One of the most important and challenging software development projects at the Wikimedia Foundation right now is VisualEditor: a rich-text editor for Wikipedia that does not require users to learn MediaWiki’s markup syntax. Today, we need your help to make it more robust and reliable.
The alpha version of VisualEditor enabled on the English Wikipedia in December was focused on basic functionality. We’re now moving toward supporting more complex editing operations, notably involving non-Latin characters and character sets.
In order for all language editions of Wikipedia and its sister projects to benefit from VisualEditor, we need to test it extensively, and we need your help to break it (and fix it) before we enable it everywhere.

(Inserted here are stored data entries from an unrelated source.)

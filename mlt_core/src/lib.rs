//! `mlt_core`：多行提示词编辑器的纯逻辑层，不做任何文件 I/O，也不负责绘制。
//!
//! 设计目标：
//! - **核心可复用**：任何宿主（CLI/GUI/节点编辑器叠加层）都能复用同一套逻辑
//! - **分层清晰**：session -> processor -> context -> engine -> wrap/scanner/autocomplete -> 输出（`EditorSnapshot`）
//! - **永不阻塞输入**：所有自动补全错误都退化为“没有候选”
pub mod autocomplete;
pub mod config;
pub mod context;
pub mod engine;
pub mod error;
pub mod filter;
pub mod key_event;
pub mod model;
pub mod processor;
pub mod registry;
pub mod scanner;
pub mod session;
pub mod vocabulary;
pub mod wrap;
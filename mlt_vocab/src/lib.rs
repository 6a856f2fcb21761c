use std::{fs, path::Path};

use mlt_core::{
    model::{CandidateEntry, Rgb},
    vocabulary::Vocabulary,
};
use thiserror::Error;

mod trie;

use trie::Trie;

/// 每个前缀节点预先排好的条目数；更大的查询退回全子树收集。
pub const DEFAULT_RANK_DEPTH: usize = 64;

#[derive(Debug, Error)]
pub enum VocabError {
    #[error("读取词表 {path} 失败：{source}")]
    Io {
        path: String,
        #[source]
        source: std::io::Error,
    },
    #[error("TSV 第 {line} 行缺少词条")]
    MissingTerm { line: usize },
    #[error("TSV 第 {line} 行词频无效：'{value}'")]
    InvalidFrequency { line: usize, value: String },
    #[error("TSV 第 {line} 行颜色无效：'{value}'")]
    InvalidColor { line: usize, value: String },
}

/// 前缀树词表。
///
/// 排序：词频倒序，同频按词条字典序。前缀匹配不区分大小写。
/// 别名（`alias_code`，可用逗号分隔多个）也会建索引，命中别名同样返回原条目。
pub struct TrieVocabulary {
    entries: Vec<CandidateEntry>,
    trie: Trie,
}

impl TrieVocabulary {
    pub fn from_entries(entries: Vec<CandidateEntry>) -> Self {
        Self::from_entries_with_depth(entries, DEFAULT_RANK_DEPTH)
    }

    pub fn from_entries_with_depth(entries: Vec<CandidateEntry>, depth: usize) -> Self {
        let mut trie = Trie::new(depth);
        for (id, entry) in entries.iter().enumerate() {
            let id = id as u32;
            trie.insert(&entry.display_term.to_lowercase(), id);
            for alias in entry.alias_code.split(',').map(str::trim) {
                if !alias.is_empty() {
                    trie.insert(&alias.to_lowercase(), id);
                }
            }
        }
        trie.finalize(|a, b| rank(&entries[a as usize], &entries[b as usize]));
        Self { entries, trie }
    }

    pub fn from_path(path: impl AsRef<Path>) -> Result<Self, VocabError> {
        let path = path.as_ref();
        let raw = fs::read_to_string(path).map_err(|source| VocabError::Io {
            path: path.display().to_string(),
            source,
        })?;
        let vocabulary = Self::from_tsv_str(&raw)?;
        tracing::info!(
            path = %path.display(),
            entries = vocabulary.len(),
            "vocabulary loaded"
        );
        Ok(vocabulary)
    }

    /// TSV 格式：
    ///
    /// - `term<TAB>frequency<TAB>alias<TAB>label<TAB>color`
    /// - 只有 term 必填；frequency 缺省为 0；color 为 `r,g,b` 或 `#rrggbb`，缺省白色
    /// - 允许空行与 `#` 开头注释行
    pub fn from_tsv_str(s: &str) -> Result<Self, VocabError> {
        let mut entries = Vec::new();
        for (idx, line) in s.lines().enumerate() {
            let line_no = idx + 1;
            let line = line.trim_end_matches('\r');
            if line.trim().is_empty() || line.trim_start().starts_with('#') {
                continue;
            }
            let mut it = line.split('\t').map(str::trim);
            let term = it.next().unwrap_or("");
            if term.is_empty() {
                return Err(VocabError::MissingTerm { line: line_no });
            }
            let frequency = match it.next().filter(|x| !x.is_empty()) {
                Some(raw) => raw.parse::<u64>().map_err(|_| VocabError::InvalidFrequency {
                    line: line_no,
                    value: raw.to_string(),
                })?,
                None => 0,
            };
            let alias = it.next().unwrap_or("");
            let label = it.next().unwrap_or("");
            let color = match it.next().filter(|x| !x.is_empty()) {
                Some(raw) => parse_color(raw).ok_or_else(|| VocabError::InvalidColor {
                    line: line_no,
                    value: raw.to_string(),
                })?,
                None => Rgb::default(),
            };
            entries.push(
                CandidateEntry::new(term, frequency)
                    .with_alias(alias)
                    .with_label(label)
                    .with_color(color),
            );
        }
        Ok(Self::from_entries(entries))
    }

    pub fn len(&self) -> usize {
        self.entries.len()
    }

    pub fn is_empty(&self) -> bool {
        self.entries.is_empty()
    }

    fn ranked_ids(&self, prefix: &str, max_size: usize) -> Vec<u32> {
        let Some(node) = self.trie.find(prefix) else {
            return Vec::new();
        };
        if max_size <= self.trie.depth() {
            return self.trie.ranked(node).iter().take(max_size).copied().collect();
        }
        let mut ids = Vec::new();
        self.trie.collect(node, &mut ids);
        ids.sort_by(|&a, &b| {
            rank(&self.entries[a as usize], &self.entries[b as usize]).then(a.cmp(&b))
        });
        ids.dedup();
        ids.truncate(max_size);
        ids
    }
}

impl Vocabulary for TrieVocabulary {
    fn search(&self, prefix: &str, max_size: usize) -> Vec<CandidateEntry> {
        if prefix.is_empty() || max_size == 0 {
            return Vec::new();
        }
        self.ranked_ids(&prefix.to_lowercase(), max_size)
            .into_iter()
            .map(|id| self.entries[id as usize].clone())
            .collect()
    }
}

fn rank(a: &CandidateEntry, b: &CandidateEntry) -> std::cmp::Ordering {
    b.frequency
        .cmp(&a.frequency)
        .then_with(|| a.display_term.cmp(&b.display_term))
}

fn parse_color(raw: &str) -> Option<Rgb> {
    if let Some(hex) = raw.strip_prefix('#') {
        if hex.len() != 6 || !hex.is_ascii() {
            return None;
        }
        let channel = |i: usize| u8::from_str_radix(&hex[i..i + 2], 16).ok();
        return Some(Rgb(channel(0)?, channel(2)?, channel(4)?));
    }
    let mut parts = raw.split(',').map(|p| p.trim().parse::<u8>().ok());
    let color = Rgb(parts.next()??, parts.next()??, parts.next()??);
    if parts.next().is_some() {
        return None;
    }
    Some(color)
}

Non-Latin characters (like math symbols: ⟂) and scripts (like Chinese: 嘗試, and Hebrew: סה) can be more difficult to support than the set of Latin characters we use for example in English.
Starting today (Monday, January 28th, 2013) and continuing all week long, we need your help to test how VisualEditor functions when working with non-Latin characters. We’re relatively confident that VisualEditor can reliably load a wiki page and save that page without losing any information. What is less clear is whether it behaves properly when manipulating non-Latin text, special characters, and other less common aspects of the greater set of Unicode characters.
If you care at all about VisualEditor, internationalization and localization, accessibility, or you simply enjoy hunting down bugs in software, join us this week to identify those issues! You’ll help to improve VisualEditor before it’s enabled more widely.
The Wikimedia Foundation’s software development model is iterative: we release software early, get feedback, improve it, get more feedback, etc. We’ve set up a dedicated group for this kind of testing that you may want to join. At this time, thoughtful feedback about how VisualEditor manages non-Latin characters is crucial to the next steps of our new editor. We hope to take these steps with you.